== Goal of the exercise ==
Using the data below, show every line where the word "struct" occurs.

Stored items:
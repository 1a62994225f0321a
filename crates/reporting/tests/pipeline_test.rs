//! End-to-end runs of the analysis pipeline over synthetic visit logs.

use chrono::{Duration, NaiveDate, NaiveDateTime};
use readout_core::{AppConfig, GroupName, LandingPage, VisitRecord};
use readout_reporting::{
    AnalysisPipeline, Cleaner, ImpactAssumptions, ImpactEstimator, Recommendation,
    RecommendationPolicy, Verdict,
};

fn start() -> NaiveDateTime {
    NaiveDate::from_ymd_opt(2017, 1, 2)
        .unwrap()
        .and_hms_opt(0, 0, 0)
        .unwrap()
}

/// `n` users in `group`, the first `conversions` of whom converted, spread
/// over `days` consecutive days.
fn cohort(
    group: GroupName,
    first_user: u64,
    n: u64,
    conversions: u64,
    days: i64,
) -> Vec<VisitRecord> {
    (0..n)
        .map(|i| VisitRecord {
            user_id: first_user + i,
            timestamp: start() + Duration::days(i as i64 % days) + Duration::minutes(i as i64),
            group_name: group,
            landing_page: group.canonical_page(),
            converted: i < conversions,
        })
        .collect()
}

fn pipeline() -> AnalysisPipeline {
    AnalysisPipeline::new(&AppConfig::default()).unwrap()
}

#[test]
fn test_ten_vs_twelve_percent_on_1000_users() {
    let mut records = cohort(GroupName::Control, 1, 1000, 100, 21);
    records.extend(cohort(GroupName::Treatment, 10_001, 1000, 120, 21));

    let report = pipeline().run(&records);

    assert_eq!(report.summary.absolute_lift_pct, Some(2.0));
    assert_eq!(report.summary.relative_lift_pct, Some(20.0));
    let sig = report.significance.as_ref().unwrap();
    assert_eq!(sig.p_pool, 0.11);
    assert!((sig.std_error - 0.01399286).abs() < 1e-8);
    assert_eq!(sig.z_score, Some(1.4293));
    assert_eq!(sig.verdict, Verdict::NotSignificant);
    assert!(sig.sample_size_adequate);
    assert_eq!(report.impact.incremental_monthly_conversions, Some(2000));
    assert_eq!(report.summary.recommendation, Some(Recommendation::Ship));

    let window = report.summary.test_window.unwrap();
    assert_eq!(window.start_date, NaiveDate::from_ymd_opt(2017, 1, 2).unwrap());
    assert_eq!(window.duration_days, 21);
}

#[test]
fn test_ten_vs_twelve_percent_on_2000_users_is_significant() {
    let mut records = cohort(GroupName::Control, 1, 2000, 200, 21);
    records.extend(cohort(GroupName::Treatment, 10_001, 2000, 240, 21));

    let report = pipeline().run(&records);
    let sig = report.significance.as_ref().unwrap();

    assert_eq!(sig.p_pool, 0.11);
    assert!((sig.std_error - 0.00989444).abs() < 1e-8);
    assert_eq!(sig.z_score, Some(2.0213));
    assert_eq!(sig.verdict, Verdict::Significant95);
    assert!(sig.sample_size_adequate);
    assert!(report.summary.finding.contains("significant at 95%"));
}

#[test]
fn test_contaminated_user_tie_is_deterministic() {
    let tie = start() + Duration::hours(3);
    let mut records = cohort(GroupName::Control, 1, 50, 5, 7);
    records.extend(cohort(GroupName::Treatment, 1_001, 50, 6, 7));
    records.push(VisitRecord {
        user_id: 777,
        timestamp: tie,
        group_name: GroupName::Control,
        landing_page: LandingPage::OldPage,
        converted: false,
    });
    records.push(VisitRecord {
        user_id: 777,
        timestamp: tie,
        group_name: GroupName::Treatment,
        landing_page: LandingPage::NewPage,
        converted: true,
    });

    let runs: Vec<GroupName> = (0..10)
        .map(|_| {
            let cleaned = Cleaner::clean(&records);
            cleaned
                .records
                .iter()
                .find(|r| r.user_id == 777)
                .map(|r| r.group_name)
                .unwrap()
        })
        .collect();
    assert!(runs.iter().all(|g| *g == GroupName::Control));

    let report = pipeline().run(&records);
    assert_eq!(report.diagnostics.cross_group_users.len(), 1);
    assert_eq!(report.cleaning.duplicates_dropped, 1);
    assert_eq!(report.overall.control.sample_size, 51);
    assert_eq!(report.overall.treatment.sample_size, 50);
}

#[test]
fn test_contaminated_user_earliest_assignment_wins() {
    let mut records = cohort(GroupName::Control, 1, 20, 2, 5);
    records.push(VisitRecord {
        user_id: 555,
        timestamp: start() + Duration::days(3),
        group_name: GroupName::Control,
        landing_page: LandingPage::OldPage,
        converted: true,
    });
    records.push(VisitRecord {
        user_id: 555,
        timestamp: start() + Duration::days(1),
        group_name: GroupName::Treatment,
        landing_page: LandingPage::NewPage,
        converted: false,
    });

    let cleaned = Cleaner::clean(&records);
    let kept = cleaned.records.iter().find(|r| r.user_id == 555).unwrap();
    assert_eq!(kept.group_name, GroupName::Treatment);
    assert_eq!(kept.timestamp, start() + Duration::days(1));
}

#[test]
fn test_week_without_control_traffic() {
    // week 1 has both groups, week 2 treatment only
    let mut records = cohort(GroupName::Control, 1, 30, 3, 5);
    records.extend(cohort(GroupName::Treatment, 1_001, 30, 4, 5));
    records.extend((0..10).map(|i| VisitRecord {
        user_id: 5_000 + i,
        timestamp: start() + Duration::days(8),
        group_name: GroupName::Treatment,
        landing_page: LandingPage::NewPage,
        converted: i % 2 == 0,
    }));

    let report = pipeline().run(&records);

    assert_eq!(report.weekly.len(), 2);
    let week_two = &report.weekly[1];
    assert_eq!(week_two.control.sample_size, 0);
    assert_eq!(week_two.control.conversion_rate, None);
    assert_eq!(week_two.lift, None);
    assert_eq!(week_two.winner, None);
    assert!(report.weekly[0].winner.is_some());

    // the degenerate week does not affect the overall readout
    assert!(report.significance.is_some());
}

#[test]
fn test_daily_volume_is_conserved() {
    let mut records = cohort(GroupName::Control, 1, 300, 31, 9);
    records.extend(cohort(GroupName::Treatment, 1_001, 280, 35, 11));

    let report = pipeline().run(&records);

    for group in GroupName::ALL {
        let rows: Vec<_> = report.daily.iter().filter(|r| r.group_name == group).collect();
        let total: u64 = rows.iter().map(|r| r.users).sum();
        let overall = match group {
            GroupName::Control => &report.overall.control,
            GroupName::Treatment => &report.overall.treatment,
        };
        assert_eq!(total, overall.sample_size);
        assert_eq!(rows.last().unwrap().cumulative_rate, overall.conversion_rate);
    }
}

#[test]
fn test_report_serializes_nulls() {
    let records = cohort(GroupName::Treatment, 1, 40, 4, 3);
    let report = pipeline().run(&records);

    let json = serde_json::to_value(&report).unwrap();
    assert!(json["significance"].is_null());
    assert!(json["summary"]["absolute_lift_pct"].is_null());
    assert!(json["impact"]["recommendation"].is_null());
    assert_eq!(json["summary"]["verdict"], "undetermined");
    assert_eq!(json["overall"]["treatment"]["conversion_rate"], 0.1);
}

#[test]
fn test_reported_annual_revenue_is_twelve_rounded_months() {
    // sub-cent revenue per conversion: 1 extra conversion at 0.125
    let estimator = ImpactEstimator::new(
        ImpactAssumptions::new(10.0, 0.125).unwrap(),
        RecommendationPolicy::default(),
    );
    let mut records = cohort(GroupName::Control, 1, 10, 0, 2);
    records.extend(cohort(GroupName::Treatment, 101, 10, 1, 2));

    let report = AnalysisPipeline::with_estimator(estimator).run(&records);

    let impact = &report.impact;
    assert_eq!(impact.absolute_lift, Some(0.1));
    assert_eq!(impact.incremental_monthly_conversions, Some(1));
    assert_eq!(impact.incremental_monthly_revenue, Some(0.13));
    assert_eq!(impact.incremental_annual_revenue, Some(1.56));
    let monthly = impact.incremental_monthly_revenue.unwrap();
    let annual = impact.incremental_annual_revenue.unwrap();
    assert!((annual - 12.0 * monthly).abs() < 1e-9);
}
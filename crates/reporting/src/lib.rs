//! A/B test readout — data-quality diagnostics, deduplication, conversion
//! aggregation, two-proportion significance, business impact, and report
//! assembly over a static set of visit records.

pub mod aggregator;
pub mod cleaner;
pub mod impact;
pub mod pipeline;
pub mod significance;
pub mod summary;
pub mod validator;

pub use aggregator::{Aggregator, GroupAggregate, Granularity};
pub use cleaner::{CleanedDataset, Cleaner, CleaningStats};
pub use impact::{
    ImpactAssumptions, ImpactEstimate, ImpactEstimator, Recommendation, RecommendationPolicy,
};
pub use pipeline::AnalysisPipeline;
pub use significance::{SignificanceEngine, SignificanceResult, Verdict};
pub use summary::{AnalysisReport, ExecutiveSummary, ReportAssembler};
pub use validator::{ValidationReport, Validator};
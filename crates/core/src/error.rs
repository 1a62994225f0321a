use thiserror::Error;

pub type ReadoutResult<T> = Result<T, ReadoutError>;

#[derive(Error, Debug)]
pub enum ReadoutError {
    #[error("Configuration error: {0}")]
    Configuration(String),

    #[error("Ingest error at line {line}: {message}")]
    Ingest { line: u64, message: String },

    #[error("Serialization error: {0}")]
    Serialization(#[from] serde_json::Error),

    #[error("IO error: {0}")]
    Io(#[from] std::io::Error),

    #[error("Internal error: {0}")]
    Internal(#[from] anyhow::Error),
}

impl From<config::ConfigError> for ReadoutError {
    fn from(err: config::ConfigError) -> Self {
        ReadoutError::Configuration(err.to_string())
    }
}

--

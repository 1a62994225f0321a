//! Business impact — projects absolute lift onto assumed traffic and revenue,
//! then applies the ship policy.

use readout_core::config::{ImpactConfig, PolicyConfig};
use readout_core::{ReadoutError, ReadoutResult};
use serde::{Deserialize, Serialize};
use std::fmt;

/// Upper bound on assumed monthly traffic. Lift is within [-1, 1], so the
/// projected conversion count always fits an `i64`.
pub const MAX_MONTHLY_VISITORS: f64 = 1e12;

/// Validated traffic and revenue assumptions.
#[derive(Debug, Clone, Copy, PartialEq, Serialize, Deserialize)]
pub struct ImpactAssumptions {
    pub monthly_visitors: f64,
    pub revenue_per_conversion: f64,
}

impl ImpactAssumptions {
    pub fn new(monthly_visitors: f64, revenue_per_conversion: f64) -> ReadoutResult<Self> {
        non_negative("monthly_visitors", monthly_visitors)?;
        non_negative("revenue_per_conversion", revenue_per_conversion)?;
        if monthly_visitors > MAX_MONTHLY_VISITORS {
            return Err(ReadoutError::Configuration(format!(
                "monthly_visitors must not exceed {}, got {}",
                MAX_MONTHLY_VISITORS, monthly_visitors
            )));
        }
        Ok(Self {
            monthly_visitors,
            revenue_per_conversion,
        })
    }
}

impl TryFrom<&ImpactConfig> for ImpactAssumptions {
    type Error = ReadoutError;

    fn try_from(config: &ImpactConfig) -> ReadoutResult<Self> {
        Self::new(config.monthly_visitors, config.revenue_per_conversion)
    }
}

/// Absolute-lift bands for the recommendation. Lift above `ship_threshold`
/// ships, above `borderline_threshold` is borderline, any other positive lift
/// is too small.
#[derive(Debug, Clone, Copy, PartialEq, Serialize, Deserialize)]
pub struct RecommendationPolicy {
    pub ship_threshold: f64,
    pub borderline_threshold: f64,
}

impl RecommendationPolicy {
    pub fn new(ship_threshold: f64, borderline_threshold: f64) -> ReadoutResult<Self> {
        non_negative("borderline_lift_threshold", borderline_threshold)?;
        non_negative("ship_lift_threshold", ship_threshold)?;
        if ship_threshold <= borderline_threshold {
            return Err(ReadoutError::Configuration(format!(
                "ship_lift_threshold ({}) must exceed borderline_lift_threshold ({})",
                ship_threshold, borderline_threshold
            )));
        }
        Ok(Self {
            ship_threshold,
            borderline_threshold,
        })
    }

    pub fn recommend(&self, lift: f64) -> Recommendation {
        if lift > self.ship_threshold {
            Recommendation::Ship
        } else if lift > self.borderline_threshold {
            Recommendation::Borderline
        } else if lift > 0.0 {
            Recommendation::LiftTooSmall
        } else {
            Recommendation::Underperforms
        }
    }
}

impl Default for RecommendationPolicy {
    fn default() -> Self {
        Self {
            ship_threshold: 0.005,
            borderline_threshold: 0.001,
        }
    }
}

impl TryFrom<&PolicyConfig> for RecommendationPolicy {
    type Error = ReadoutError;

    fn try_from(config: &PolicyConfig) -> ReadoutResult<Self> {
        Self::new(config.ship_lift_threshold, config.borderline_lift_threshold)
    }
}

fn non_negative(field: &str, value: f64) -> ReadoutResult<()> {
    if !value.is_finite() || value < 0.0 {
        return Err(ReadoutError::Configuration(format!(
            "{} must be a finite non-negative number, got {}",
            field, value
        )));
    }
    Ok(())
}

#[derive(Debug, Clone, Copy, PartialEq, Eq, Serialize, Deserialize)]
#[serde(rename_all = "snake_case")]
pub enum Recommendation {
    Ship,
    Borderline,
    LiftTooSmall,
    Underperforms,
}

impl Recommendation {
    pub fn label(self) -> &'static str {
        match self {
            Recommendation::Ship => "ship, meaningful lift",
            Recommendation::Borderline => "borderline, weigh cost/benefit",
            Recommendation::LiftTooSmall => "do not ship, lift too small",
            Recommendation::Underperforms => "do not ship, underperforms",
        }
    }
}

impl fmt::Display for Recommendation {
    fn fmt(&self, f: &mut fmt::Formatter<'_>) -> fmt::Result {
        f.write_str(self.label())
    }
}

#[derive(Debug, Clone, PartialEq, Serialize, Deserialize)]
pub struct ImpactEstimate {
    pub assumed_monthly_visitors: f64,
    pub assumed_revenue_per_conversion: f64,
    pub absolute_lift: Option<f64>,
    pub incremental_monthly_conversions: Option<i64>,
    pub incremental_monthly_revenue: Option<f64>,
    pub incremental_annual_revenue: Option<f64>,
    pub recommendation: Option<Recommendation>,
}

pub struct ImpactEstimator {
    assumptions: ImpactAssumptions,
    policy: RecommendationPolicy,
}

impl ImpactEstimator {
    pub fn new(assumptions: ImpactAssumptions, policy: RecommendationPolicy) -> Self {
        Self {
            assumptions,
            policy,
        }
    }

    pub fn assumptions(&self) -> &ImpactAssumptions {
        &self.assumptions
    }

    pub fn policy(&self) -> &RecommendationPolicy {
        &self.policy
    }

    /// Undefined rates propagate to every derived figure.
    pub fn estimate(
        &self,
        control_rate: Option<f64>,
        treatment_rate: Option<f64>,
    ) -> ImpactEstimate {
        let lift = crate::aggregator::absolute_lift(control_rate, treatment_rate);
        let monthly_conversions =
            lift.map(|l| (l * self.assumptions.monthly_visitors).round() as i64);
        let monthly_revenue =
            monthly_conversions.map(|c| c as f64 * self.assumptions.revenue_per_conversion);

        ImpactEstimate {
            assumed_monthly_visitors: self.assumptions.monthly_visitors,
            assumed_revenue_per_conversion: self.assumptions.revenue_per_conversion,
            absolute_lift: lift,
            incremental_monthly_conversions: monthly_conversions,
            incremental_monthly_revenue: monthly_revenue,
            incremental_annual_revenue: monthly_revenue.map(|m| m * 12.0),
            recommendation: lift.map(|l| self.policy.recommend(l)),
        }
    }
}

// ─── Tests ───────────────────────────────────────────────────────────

== The completed task ==
pub struct ImpactAssumptions {
pub struct RecommendationPolicy {
pub struct ImpactEstimate {
pub struct ImpactEstimator {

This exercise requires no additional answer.